When transaction, there’s a lot that happens behind the scenes. Firstly, the transactions executed are bundled together and put in block, and then miners start to verify the transactions within each of the blocks. They solve proof-of-work problem or simply mathematical puzzle and the first miner to manage it receives a reward.

Apart from bitcoin, other cryptos mined using this protocol include Dash, Litecoin, BitConnect, Steem, Ethereum Classic, Ethereum, Zcash, and Bitcoin Cash among many others.


When transactions are executed on the blockchain network, they have to be validated. However, the validation doesn’t have to be through proof-of-work; there’s a different way to do it and achieve the distributed consensus – this is what is called proof-of-stake.

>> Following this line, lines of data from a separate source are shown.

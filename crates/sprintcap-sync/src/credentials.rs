//! Access to the remote tracker's credentials.
//!
//! A bearer token and project id are required; the two custom-field ids are
//! optional and fall back to name matching when absent.

use secrecy::{ExposeSecret, SecretString};
use sprintcap_core::RemoteConfig;
use std::fmt;

pub struct Credentials {
    token: SecretString,
    pub project_id: String,
    pub sprint_field_id: Option<String>,
    pub points_field_id: Option<String>,
}

impl Credentials {
    /// Returns `None` when the token or project id is empty.
    pub fn new(token: &str, project_id: &str) -> Option<Self> {
        let token = non_empty(Some(token))?;
        let project_id = non_empty(Some(project_id))?;
        Some(Self {
            token: SecretString::new(token.into()),
            project_id,
            sprint_field_id: None,
            points_field_id: None,
        })
    }

    pub fn with_field_ids(mut self, sprint: Option<&str>, points: Option<&str>) -> Self {
        self.sprint_field_id = non_empty(sprint);
        self.points_field_id = non_empty(points);
        self
    }

    pub fn token(&self) -> &str {
        self.token.expose_secret()
    }
}

impl fmt::Debug for Credentials {
    fn fmt(&self, f: &mut fmt::Formatter<'_>) -> fmt::Result {
        f.debug_struct("Credentials")
            .field("token", &"[REDACTED]")
            .field("project_id", &self.project_id)
            .field("sprint_field_id", &self.sprint_field_id)
            .field("points_field_id", &self.points_field_id)
            .finish()
    }
}

fn non_empty(value: Option<&str>) -> Option<String> {
    value
        .map(str::trim)
        .filter(|v| !v.is_empty())
        .map(str::to_string)
}

/// Where the coordinator reads credentials from on every sync.
pub trait CredentialSource: Send + Sync {
    fn credentials(&self) -> Option<Credentials>;
}

impl CredentialSource for RemoteConfig {
    fn credentials(&self) -> Option<Credentials> {
        let token = self.access_token.as_deref()?;
        let project = self.project_id.as_deref()?;
        Credentials::new(token, project).map(|c| {
            c.with_field_ids(
                self.sprint_field_id.as_deref(),
                self.points_field_id.as_deref(),
            )
        })
    }
}

/// Fixed credentials, or none at all.
#[derive(Debug, Clone, Default)]
pub struct StaticCredentials {
    token: Option<String>,
    project_id: Option<String>,
    sprint_field_id: Option<String>,
    points_field_id: Option<String>,
}

impl StaticCredentials {
    pub fn new(token: impl Into<String>, project_id: impl Into<String>) -> Self {
        Self {
            token: Some(token.into()),
            project_id: Some(project_id.into()),
            ..Self::default()
        }
    }

    pub fn none() -> Self {
        Self::default()
    }

    pub fn with_sprint_field(mut self, id: impl Into<String>) -> Self {
        self.sprint_field_id = Some(id.into());
        self
    }

    pub fn with_points_field(mut self, id: impl Into<String>) -> Self {
        self.points_field_id = Some(id.into());
        self
    }
}

impl CredentialSource for StaticCredentials {
    fn credentials(&self) -> Option<Credentials> {
        Credentials::new(self.token.as_deref()?, self.project_id.as_deref()?).map(|c| {
            c.with_field_ids(
                self.sprint_field_id.as_deref(),
                self.points_field_id.as_deref(),
            )
        })
    }
}
//! Wire types for the remote tracker's REST API.

use serde::{Deserialize, Serialize};
use std::collections::BTreeMap;

/// `{gid, name}` pair used for sections, projects, users and enum options.
#[derive(Debug, Clone, Default, PartialEq, Serialize, Deserialize)]
pub struct NamedRef {
    #[serde(default)]
    pub gid: String,
    #[serde(default)]
    pub name: String,
}

impl NamedRef {
    pub fn new(gid: impl Into<String>, name: impl Into<String>) -> Self {
        Self {
            gid: gid.into(),
            name: name.into(),
        }
    }
}

#[derive(Debug, Clone, Default, PartialEq, Serialize, Deserialize)]
pub struct Membership {
    #[serde(default)]
    pub section: Option<NamedRef>,
    #[serde(default)]
    pub project: Option<NamedRef>,
}

#[derive(Debug, Clone, Default, PartialEq, Serialize, Deserialize)]
pub struct RemoteCustomField {
    pub gid: String,
    #[serde(default)]
    pub name: String,
    #[serde(default, rename = "type")]
    pub field_type: Option<String>,
    #[serde(default)]
    pub number_value: Option<f64>,
    #[serde(default)]
    pub multi_enum_values: Option<Vec<NamedRef>>,
    #[serde(default)]
    pub enum_value: Option<NamedRef>,
    #[serde(default)]
    pub display_value: Option<String>,
}

/// One task as returned by the project task listing.
#[derive(Debug, Clone, Default, PartialEq, Serialize, Deserialize)]
pub struct RemoteTask {
    pub gid: String,
    #[serde(default)]
    pub name: String,
    #[serde(default)]
    pub assignee: Option<NamedRef>,
    #[serde(default)]
    pub completed: bool,
    #[serde(default)]
    pub memberships: Vec<Membership>,
    #[serde(default)]
    pub custom_fields: Vec<RemoteCustomField>,
    #[serde(default)]
    pub html_notes: Option<String>,
    #[serde(default)]
    pub permalink_url: Option<String>,
}

/// Custom field definition attached to a project, with its enum options.
#[derive(Debug, Clone, Default, PartialEq, Serialize, Deserialize)]
pub struct CustomFieldDef {
    pub gid: String,
    #[serde(default)]
    pub name: String,
    #[serde(default)]
    pub enum_options: Vec<NamedRef>,
}

#[derive(Debug, Clone, PartialEq, Serialize, Deserialize)]
pub struct CustomFieldSetting {
    pub custom_field: CustomFieldDef,
}

/// Value written to a custom field.
#[derive(Debug, Clone, PartialEq, Serialize)]
#[serde(untagged)]
pub enum CustomFieldValue {
    Number(f64),
    /// Enum option gids; an empty list clears a multi-enum field.
    Options(Vec<String>),
}

/// Body of a task create or update. Absent fields are left untouched
/// remotely.
#[derive(Debug, Clone, Default, PartialEq, Serialize)]
pub struct TaskPayload {
    #[serde(skip_serializing_if = "Option::is_none")]
    pub name: Option<String>,
    #[serde(skip_serializing_if = "Option::is_none")]
    pub projects: Option<Vec<String>>,
    #[serde(skip_serializing_if = "Option::is_none")]
    pub html_notes: Option<String>,
    #[serde(skip_serializing_if = "Option::is_none")]
    pub completed: Option<bool>,
    #[serde(skip_serializing_if = "BTreeMap::is_empty")]
    pub custom_fields: BTreeMap<String, CustomFieldValue>,
}

impl TaskPayload {
    pub fn is_empty(&self) -> bool {
        self.name.is_none()
            && self.projects.is_none()
            && self.html_notes.is_none()
            && self.completed.is_none()
            && self.custom_fields.is_empty()
    }
}

/// `{data: T}` wrapper used by every request and response body.
#[derive(Debug, Serialize, Deserialize)]
pub struct DataEnvelope<T> {
    pub data: T,
}

#[derive(Debug, Deserialize)]
pub struct NextPage {
    pub offset: String,
}

#[derive(Debug, Deserialize)]
pub struct Page<T> {
    pub data: Vec<T>,
    #[serde(default)]
    pub next_page: Option<NextPage>,
}

#[derive(Debug, Serialize)]
pub struct AddTaskBody {
    pub task: String,
}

This protocol aims to achieve basically the same thing as its counterpart proof-of-work, but the difference comes in the process of achieving the goal. The idea was suggested in 2011 in a bitcoin talk forum, but the first crypto to use the method was Peercoin, which was launched in 2012, followed by Nav Coin, Qora, NuShares?NUBits, BlacksCoin, NXT and ShadowCash..

In simple terms, Proof-of-stake is an algorithm by which the cryptocurrency network achives distributed consensus. In this system, the creator of a block is selected through a combination of random selections based on age (i.e the stake) and wealth. Unlike PoW, it doesn’t require solving intensive puzzles in order to validate transactions.  In PoS system, miners don’t earn via block rewards. Instead, they get the transaction fees.

Here’s how this system works: let’s say you have 100 altcoins, right? The coins have will have a specific age attached to them depending on how long you have had them. This age is only reset when you move them from one address to another. Those tasked with validating, known as forgers, earn part or even the entire transaction fees.

No need to get expensive hardware, because a simple PC would work well provided it is online. The validations or verification is also timely and faster, and the system doesn’t require a lot of energy. Some of the common coins that use this system include Ripple, IOTA, NEM, Qtum, Omisego, Lisk, Stratis, and Waves.


The world of cryptocurrency has been a blessing to the way transactions are done online. But just like the traditional system, where verification of transactions is needed, a way had to be devised to ensure accurate verification of cryptocurrency transaction is developed. Now this is where these two systems came in: proof-of-work and proof-of-stake. They both aim at the same thing, but the process at arriving to it is different, as you have seen in the post. But one two things are certain: they both guarantee utmost security and transparency!